Foggy stance of BB on exchange rate
A key objective of issuing a monetary policy statement on the eve of the new fiscal year is to provide forward guidance to the public about the likely future course of monetary policy. When credible, individuals and businesses use this information in making decisions about spending and investments.
The operative word is credibility which the MPS falls short of in its diagnosis of the state of the economy.
The diagnosis of inflation attributes it to the surge in international prices.
The diagnosis of growth recovery attributes it to "recent surge in domestic demand" in addition to improvements in the Covid-19 situation, as if growth and inflation move independently of each other where demand only affects growth while international prices only affect inflation. This is hard to reconcile with a key time-tested lesson from Economics 101: when both price and volume are rising, it must be the case that demand played a key role in shaping the movement of both variables.
The MPS rightly highlights all sorts of factors that are likely to push inflation further in FY23. Yet it projects a decline in inflation to 5.6 per cent while growth is projected to increase to 7.5 per cent in FY23. How will these be possible without significant increase in productivity, reversal of international price increases and a decline in domestic demand growth?
The BB's assessment of global price outlook does not, and rightly so, suggest that international price increases will be reversed in FY23. Padma Bridge will boost productivity growth for sure, but certainly not dramatically so in the short-run.
The FY23 budget is expansionary.
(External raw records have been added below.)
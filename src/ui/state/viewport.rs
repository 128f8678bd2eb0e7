// SPDX-License-Identifier: MPL-2.0
//! Viewport state management
//!
//! Holds the pan offset and zoom scale applied to the whole wall. Drawing uses
//! `screen = offset + scale * layout` (translate, then scale); hit testing uses
//! the inverse.

use super::zoom::ViewScale;
use crate::config::WHEEL_LINE_PX;
use iced::mouse::ScrollDelta;
use iced::{Point, Rectangle, Size, Vector};

/// Pan offset and zoom scale of the wall.
#[derive(Debug, Clone, Copy, PartialEq)]
pub struct ViewportState {
    /// Translation applied before scaling, in screen pixels.
    pub offset: Vector,

    /// Uniform zoom factor (guaranteed valid by type).
    pub scale: ViewScale,
}

impl Default for ViewportState {
    fn default() -> Self {
        Self {
            offset: Vector::ZERO,
            scale: ViewScale::default(),
        }
    }
}

impl ViewportState {
    /// Current zoom factor.
    #[must_use]
    pub fn scale(&self) -> f32 {
        self.scale.value()
    }

    /// Moves the wall by `delta` screen pixels, independent of the scale.
    pub fn pan_by(&mut self, delta: Vector) {
        self.offset = self.offset + delta;
    }

    /// Converts a canvas point into layout space.
    #[must_use]
    pub fn to_layout(&self, screen: Point) -> Point {
        let scale = self.scale();
        Point::new(
            (screen.x - self.offset.x) / scale,
            (screen.y - self.offset.y) / scale,
        )
    }

    /// Converts a layout point into canvas space.
    #[must_use]
    pub fn to_screen(&self, layout: Point) -> Point {
        let scale = self.scale();
        Point::new(
            self.offset.x + layout.x * scale,
            self.offset.y + layout.y * scale,
        )
    }

    /// Converts a layout rectangle into canvas space.
    #[must_use]
    pub fn to_screen_rect(&self, layout: Rectangle) -> Rectangle {
        let scale = self.scale();
        Rectangle::new(
            self.to_screen(layout.position()),
            Size::new(layout.width * scale, layout.height * scale),
        )
    }

    /// Sets a new scale while keeping the layout point under `anchor` in place.
    pub fn zoom_around(&mut self, anchor: Point, scale: f32) {
        let pinned = self.to_layout(anchor);
        self.scale = ViewScale::new(scale);
        let scale = self.scale();
        self.offset = Vector::new(anchor.x - pinned.x * scale, anchor.y - pinned.y * scale);
    }

    /// Pans by a mouse wheel delta.
    pub fn scroll(&mut self, delta: ScrollDelta) {
        self.pan_by(scroll_vector(delta));
    }

    /// Zooms around `anchor` by one wheel step per line of `delta`.
    pub fn wheel_zoom(&mut self, anchor: Point, delta: ScrollDelta) {
        let lines = match delta {
            ScrollDelta::Lines { y, .. } => y,
            ScrollDelta::Pixels { y, .. } => y / WHEEL_LINE_PX,
        };
        let target = self.scale.after_wheel(lines);
        self.zoom_around(anchor, target.value());
    }

    /// Back to no pan and 100% zoom.
    pub fn reset(&mut self) {
        *self = Self::default();
    }
}

/// Converts a wheel delta into screen pixels.
#[must_use]
pub fn scroll_vector(delta: ScrollDelta) -> Vector {
    match delta {
        ScrollDelta::Lines { x, y } => Vector::new(x * WHEEL_LINE_PX, y * WHEEL_LINE_PX),
        ScrollDelta::Pixels { x, y } => Vector::new(x, y),
    }
}
// SPDX-License-Identifier: MPL-2.0
//! The image wall: a masonry layout of every loaded image on a canvas that
//! can be dragged, wheel-scrolled and zoomed.
//!
//! The component owns the layout and the interaction state. It never starts
//! loads itself; the application feeds it images and window sizes and reacts
//! to the [`Effect`]s it returns.

pub mod canvas;
pub mod error_state;

use crate::error::Error;
use crate::gallery::{self, Layout};
use crate::i18n::fluent::I18n;
use crate::media::ImageData;
use crate::ui::design_tokens::{spacing, typography};
use crate::ui::state::zoom::format_number;
use crate::ui::state::{DragState, Release, TouchOutcome, TouchState, ViewportState};
use crate::ui::styles;
use canvas::WallCanvas;
use iced::mouse::ScrollDelta;
use iced::touch::Finger;
use iced::widget::{button, container, row, stack, Canvas, Text};
use iced::{alignment, Element, Length, Point, Size};

/// Messages emitted by the wall canvas and its overlay.
#[derive(Debug, Clone)]
pub enum Message {
    PointerPressed(Point),
    PointerMoved(Point),
    PointerReleased(Point),
    /// The pointer left the canvas (or was released outside it) mid-drag.
    PointerLeft,
    Scrolled {
        delta: ScrollDelta,
        position: Point,
        /// Ctrl/Cmd was held: zoom around `position` instead of panning.
        zoom: bool,
    },
    FingerPressed {
        id: Finger,
        position: Point,
    },
    FingerMoved {
        id: Finger,
        position: Point,
    },
    FingerLifted {
        id: Finger,
        position: Point,
    },
    FingerLost(Finger),
    ResetView,
    Error(error_state::Message),
}

/// Side effects the application should perform after handling a wall message.
#[derive(Debug, Clone, Copy, PartialEq, Eq)]
pub enum Effect {
    None,
    /// A tile was clicked or tapped; show that image (source index).
    OpenDetail(usize),
}

/// Where the wall is in its load lifecycle.
#[derive(Debug, Clone)]
pub enum Status {
    Loading,
    Ready,
    Failed(error_state::State),
}

/// Wall component state.
#[derive(Debug, Clone)]
pub struct State {
    images: Vec<ImageData>,
    order: Vec<usize>,
    layout: Layout,
    viewport: ViewportState,
    drag: DragState,
    touch: TouchState,
    status: Status,
    viewport_size: Size,
    gap: f32,
}

impl State {
    #[must_use]
    pub fn new(gap: f32, viewport_size: Size) -> Self {
        Self {
            images: Vec::new(),
            order: Vec::new(),
            layout: Layout::default(),
            viewport: ViewportState::default(),
            drag: DragState::default(),
            touch: TouchState::default(),
            status: Status::Loading,
            viewport_size,
            gap,
        }
    }

    /// Drops any current images and shows the loading state.
    pub fn start_loading(&mut self) {
        self.images.clear();
        self.order.clear();
        self.layout = Layout::default();
        self.cancel_gestures();
        self.status = Status::Loading;
    }

    /// Installs a loaded set of images, drawn in `order`.
    ///
    /// `order` must be a permutation of the image indices; anything else falls
    /// back to source order.
    pub fn set_images(&mut self, images: Vec<ImageData>, order: Vec<usize>) {
        self.order = if is_permutation(&order, images.len()) {
            order
        } else {
            log::warn!(
                "Ignoring draw order of length {} for {} images",
                order.len(),
                images.len()
            );
            (0..images.len()).collect()
        };
        self.images = images;
        self.viewport.reset();
        self.cancel_gestures();
        self.status = Status::Ready;
        self.relayout();
    }

    /// Shows a load failure instead of the wall.
    pub fn set_error(&mut self, error: &Error) {
        self.images.clear();
        self.order.clear();
        self.layout = Layout::default();
        self.cancel_gestures();
        self.status = Status::Failed(error_state::State::from_error(error));
    }

    /// Tracks the size of the area the wall is drawn in. A width change
    /// recomputes the layout; the draw order is kept.
    pub fn resize(&mut self, size: Size) {
        let width_changed = (size.width - self.viewport_size.width).abs() > f32::EPSILON;
        self.viewport_size = size;
        if width_changed {
            self.relayout();
        }
    }

    pub fn handle(&mut self, message: Message) -> Effect {
        match message {
            Message::PointerPressed(position) => {
                if self.touch.active_fingers() == 0 {
                    self.drag.start(position);
                }
                Effect::None
            }
            Message::PointerMoved(position) => {
                if let Some(delta) = self.drag.update(position) {
                    self.viewport.pan_by(delta);
                }
                Effect::None
            }
            Message::PointerReleased(position) => match self.drag.finish(position) {
                Release::Click(point) => self.open_at(point),
                Release::DragEnded | Release::None => Effect::None,
            },
            Message::PointerLeft => {
                self.drag.cancel();
                Effect::None
            }
            Message::Scrolled {
                delta,
                position,
                zoom,
            } => {
                if zoom {
                    self.viewport.wheel_zoom(position, delta);
                } else {
                    self.viewport.scroll(delta);
                }
                Effect::None
            }
            Message::FingerPressed { id, position } => {
                // Touch takes over from any mouse drag in progress.
                self.drag.cancel();
                let outcome = self
                    .touch
                    .finger_pressed(id, position, self.viewport.scale());
                self.apply_touch(outcome)
            }
            Message::FingerMoved { id, position } => {
                let outcome = self.touch.finger_moved(id, position);
                self.apply_touch(outcome)
            }
            Message::FingerLifted { id, position } => {
                let outcome = self.touch.finger_lifted(id, position);
                self.apply_touch(outcome)
            }
            Message::FingerLost(id) => {
                self.touch.finger_lost(id);
                Effect::None
            }
            Message::ResetView => {
                self.viewport.reset();
                Effect::None
            }
            Message::Error(message) => {
                if let Status::Failed(error) = &mut self.status {
                    error.handle(message);
                }
                Effect::None
            }
        }
    }

    fn apply_touch(&mut self, outcome: TouchOutcome) -> Effect {
        match outcome {
            TouchOutcome::None => Effect::None,
            TouchOutcome::Pan(delta) => {
                self.viewport.pan_by(delta);
                Effect::None
            }
            TouchOutcome::Zoom { anchor, scale } => {
                self.viewport.zoom_around(anchor, scale.value());
                Effect::None
            }
            TouchOutcome::Tap(point) => self.open_at(point),
        }
    }

    fn open_at(&self, point: Point) -> Effect {
        match gallery::image_at(&self.layout, &self.viewport, point) {
            Some(index) => {
                log::debug!("Opening image {index} from click at {point:?}");
                Effect::OpenDetail(index)
            }
            None => Effect::None,
        }
    }

    fn cancel_gestures(&mut self) {
        self.drag.cancel();
        self.touch = TouchState::default();
    }

    fn relayout(&mut self) {
        let sizes: Vec<Size> = self.images.iter().map(ImageData::natural_size).collect();
        self.layout = Layout::compute(&sizes, &self.order, self.viewport_size.width, self.gap);
        log::debug!(
            "Laid out {} images in {} columns ({:.1}px wide) for a {:.0}px viewport",
            self.layout.placements().len(),
            self.layout.columns(),
            self.layout.column_width(),
            self.viewport_size.width
        );
    }

    #[must_use]
    pub fn image(&self, index: usize) -> Option<&ImageData> {
        self.images.get(index)
    }

    #[must_use]
    pub fn image_count(&self) -> usize {
        self.images.len()
    }

    #[must_use]
    pub fn order(&self) -> &[usize] {
        &self.order
    }

    #[must_use]
    pub fn layout(&self) -> &Layout {
        &self.layout
    }

    #[must_use]
    pub fn viewport(&self) -> &ViewportState {
        &self.viewport
    }

    #[must_use]
    pub fn status(&self) -> &Status {
        &self.status
    }

    #[must_use]
    pub fn is_dragging(&self) -> bool {
        self.drag.is_dragging
    }

    pub fn view<'a>(&'a self, i18n: &'a I18n) -> Element<'a, Message> {
        match &self.status {
            Status::Loading => centered_text(i18n.tr("wall-loading")),
            Status::Failed(error) => error.view(i18n).map(Message::Error),
            Status::Ready if self.images.is_empty() => centered_text(i18n.tr("wall-empty")),
            Status::Ready => {
                let wall = Canvas::new(WallCanvas {
                    images: &self.images,
                    layout: &self.layout,
                    viewport: self.viewport,
                    is_dragging: self.drag.is_dragging,
                })
                .width(Length::Fill)
                .height(Length::Fill);

                stack![wall, self.hud(i18n)].into()
            }
        }
    }

    fn hud<'a>(&self, i18n: &'a I18n) -> Element<'a, Message> {
        let percent = format_number(self.viewport.scale.as_percent().round());
        let label = Text::new(i18n.tr_with_args("wall-zoom-label", &[("percent", &percent)]))
            .size(typography::CAPTION);
        let reset = button(Text::new(i18n.tr("wall-reset-view")).size(typography::CAPTION))
            .padding([spacing::XXS, spacing::XS])
            .style(styles::button::overlay_default)
            .on_press(Message::ResetView);

        let content = container(
            row![label, reset]
                .spacing(spacing::XS)
                .align_y(alignment::Vertical::Center),
        )
        .padding([spacing::XXS, spacing::XS])
        .style(styles::container::hud);

        container(content)
            .width(Length::Fill)
            .height(Length::Fill)
            .padding(spacing::SM)
            .align_x(alignment::Horizontal::Right)
            .align_y(alignment::Vertical::Bottom)
            .into()
    }
}

fn is_permutation(order: &[usize], len: usize) -> bool {
    if order.len() != len {
        return false;
    }
    let mut seen = vec![false; len];
    order
        .iter()
        .all(|&index| index < len && !std::mem::replace(&mut seen[index], true))
}

fn centered_text<'a>(message: String) -> Element<'a, Message> {
    container(Text::new(message).size(typography::BODY))
        .width(Length::Fill)
        .height(Length::Fill)
        .padding(spacing::LG)
        .align_x(alignment::Horizontal::Center)
        .align_y(alignment::Vertical::Center)
        .into()
}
The only likely source of a slower demand growth is subsiding pent-up demand. It is hard to believe it will be enough to reverse the rise in inflation as projected when all other factors are working against such a reversal.
The policy stance for FY23 is described as "tight" and "cautious".
The tightness can be found only in the increase in the policy (repo) rate by 50 basis points. With the lending rate capped at 9 per cent, and the weighted average lending rate at 7.1 per cent in May, there isn't much wiggle room for transmission of the higher policy to the rest of the economy.
Moreover, with long-term treasury bonds priced between 7.8 and 8.4 per cent, who would want to lend to the private sector at 9 per cent when it is inherently risky and the regulator keeps extending forbearance on non-repayment?
The supply of T-bills and bonds will have to dry out completely to make the lenders interested in other lending options. The BB has committed to remaining "watchful of this lending cap issue and taking policy actions if necessary."
The rest of the FY23 MPS is neither tight nor cautious.
The broad money growth is projected to rise from 9.1 per cent in FY22 to 12.1 per cent, the public sector credit growth to rise from 27.9 per cent to 37.3 per cent and the private sector credit growth to rise from 13.1 per cent to 14.1 per cent.
Some of the measures announced are in fact likely to be inflationary. Further increases in LC margins on non-essential imports will push up prices even if they are effective in reducing the demand for foreign exchange. The promised new refinance line for import substituting products and continued support to stimulus packages are expansionary measures.
When import substitutes themselves depend on import of raw materials, intermediate inputs, and capital goods, even the intended reduction in demand for foreign exchanges is unlikely to result, at least in the short run. The BB has probably attained the unique status of a central bank that has coopted "import substitution" as part of its policy objective.
The MPS appears rather complacent on its stance on the exchange rate while recognising that the taka is currently overvalued based on the real effective exchange. Risking undervaluation, rather than overvaluation, is the most appropriate way for a central bank to provide protection to both imports substituting and export-oriented industries.
It is hard to fathom why the BB has chosen something pretty much outside the domain of monetary policy while maintaining a foggy stance on the exchange rate, something at the core of monetary management.